This light and fluffy sitcom doesn't amount to much, so the same team of writers drastically rewrote it with the same stars, Patricia Crowley and Lurene Tuttle, for a second try titled "All in the Family", broadcast a year later on "Goodyear Theatre". I really enjoyed the second one, but it flopped too, in terms of failing to generate an actual TV series.
Central premise is identical: a wealthy family headed by Aunt (Tuttle) with niece (Crowley) and her cousin (Elliot Reid) is suddenly penniless after the reading of uncle's will. They must scramble to join how the other half lives.

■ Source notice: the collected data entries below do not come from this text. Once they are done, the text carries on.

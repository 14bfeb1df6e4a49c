//! Linker/indexer for the NEO dataset
//!
//! Turns unlinked NEO and close approach collections into a read-only,
//! cross-referenced [`NeoDatabase`].
//!
//! # Invariants
//!
//! - One NEO per designation; duplicates are rejected at build time
//! - A linked approach appears exactly once in its NEO's approaches
//! - An approach with an unknown designation stays in the flat collection, unlinked
//! - Per-NEO approach order is ingestion order

mod database;
mod errors;
mod handles;

pub use database::{ApproachId, NeoDatabase, NeoId};
pub use errors::{IndexError, IndexErrorCode, IndexResult};
pub use handles::{ApproachRef, Approaches, LinkedApproaches, NeoRef, Neos};
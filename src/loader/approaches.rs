//! Close approach JSON loading
//!
//! The file is a single object:
//!
//! ```text
//! {"fields": ["des", "orbit_id", "jd", "cd", "dist", ...],
//!  "data":   [["433", "659", "2415020.5", "1900-Jan-01 00:00", "0.31", ...], ...]}
//! ```
//!
//! Columns `des`, `cd`, `dist`, `v_rel` are located by name. `null` reads as empty.

use std::fs::File;
use std::io::{BufReader, Read};
use std::path::Path;

use serde::Deserialize;

use crate::model::{ApproachRecord, CloseApproach};
use crate::observability::{log_event_with_fields, Event};

use super::errors::{LoadError, LoadResult};

#[derive(Debug, Deserialize)]
struct CadFile {
    fields: Vec<String>,
    data: Vec<Vec<Option<String>>>,
}

/// Column positions of the fields the model consumes
struct Columns {
    des: Option<usize>,
    cd: Option<usize>,
    dist: Option<usize>,
    v_rel: Option<usize>,
}

impl Columns {
    fn locate(fields: &[String]) -> Self {
        let find = |name: &str| fields.iter().position(|f| f == name);
        Self {
            des: find("des"),
            cd: find("cd"),
            dist: find("dist"),
            v_rel: find("v_rel"),
        }
    }

    fn record(&self, row: &[Option<String>]) -> ApproachRecord {
        let cell = |column: Option<usize>| {
            column
                .and_then(|i| row.get(i))
                .and_then(|v| v.clone())
                .unwrap_or_default()
        };

        ApproachRecord {
            des: cell(self.des),
            cd: cell(self.cd),
            dist: cell(self.dist),
            v_rel: cell(self.v_rel),
        }
    }
}

/// Read close approaches from a JSON file
pub fn load_approaches(path: impl AsRef<Path>) -> LoadResult<Vec<CloseApproach>> {
    let path = path.as_ref();
    let file = File::open(path).map_err(|source| LoadError::Io {
        path: path.to_path_buf(),
        source,
    })?;

    let approaches = read_approaches(BufReader::new(file), path)?;

    let count = approaches.len().to_string();
    let shown = path.display().to_string();
    log_event_with_fields(
        Event::ApproachesLoaded,
        &[("count", count.as_str()), ("path", shown.as_str())],
    );

    Ok(approaches)
}

/// Read close approaches from any JSON source; `origin` labels errors
pub fn read_approaches<R: Read>(reader: R, origin: &Path) -> LoadResult<Vec<CloseApproach>> {
    let cad: CadFile = serde_json::from_reader(reader).map_err(|source| LoadError::Json {
        path: origin.to_path_buf(),
        source,
    })?;

    let columns = Columns::locate(&cad.fields);
    if columns.des.is_none() {
        return Err(LoadError::Malformed {
            path: origin.to_path_buf(),
            reason: "no 'des' field".to_string(),
        });
    }

    let mut approaches = Vec::with_capacity(cad.data.len());
    for (idx, row) in cad.data.iter().enumerate() {
        if row.len() != cad.fields.len() {
            return Err(LoadError::Malformed {
                path: origin.to_path_buf(),
                reason: format!(
                    "row {} has {} values, expected {}",
                    idx + 1,
                    row.len(),
                    cad.fields.len()
                ),
            });
        }

        let approach = CloseApproach::from_record(&columns.record(row)).map_err(|source| {
            LoadError::Record {
                path: origin.to_path_buf(),
                row: idx + 1,
                source,
            }
        })?;
        approaches.push(approach);
    }

    Ok(approaches)
}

This first version has some humor, but is dumb and unsophisticated compared to the rewrite. In both, Crowley is a strong-willed woman and the heart of the show, but the wit and positive approach of the second version are completely missing. And a real killer is the first one has an awful laugh track!
Comparing the two, another fatal flaw (that they fixed) is that playing the same role Tuttle is unfortunately sabotaged by injection of a great deal of imitation Gracie Allen goofiness in the first one -she plays a normal person in the rewrite. In the other direction, Reid is far better than his replacement, and the male role has been greatly diminished in #2. The key character of their butler, who ends up their wealthy benefactor once the family is broke, was eliminated entirely.
Having busted TV pilots to compare is quite interesting, and in some cases proves useful, with "Star Trek" (not a failure like this pair, of course) and its transition from Pike to Kirk a prime example, still paying dividends with Pike's character resurrected many decades later.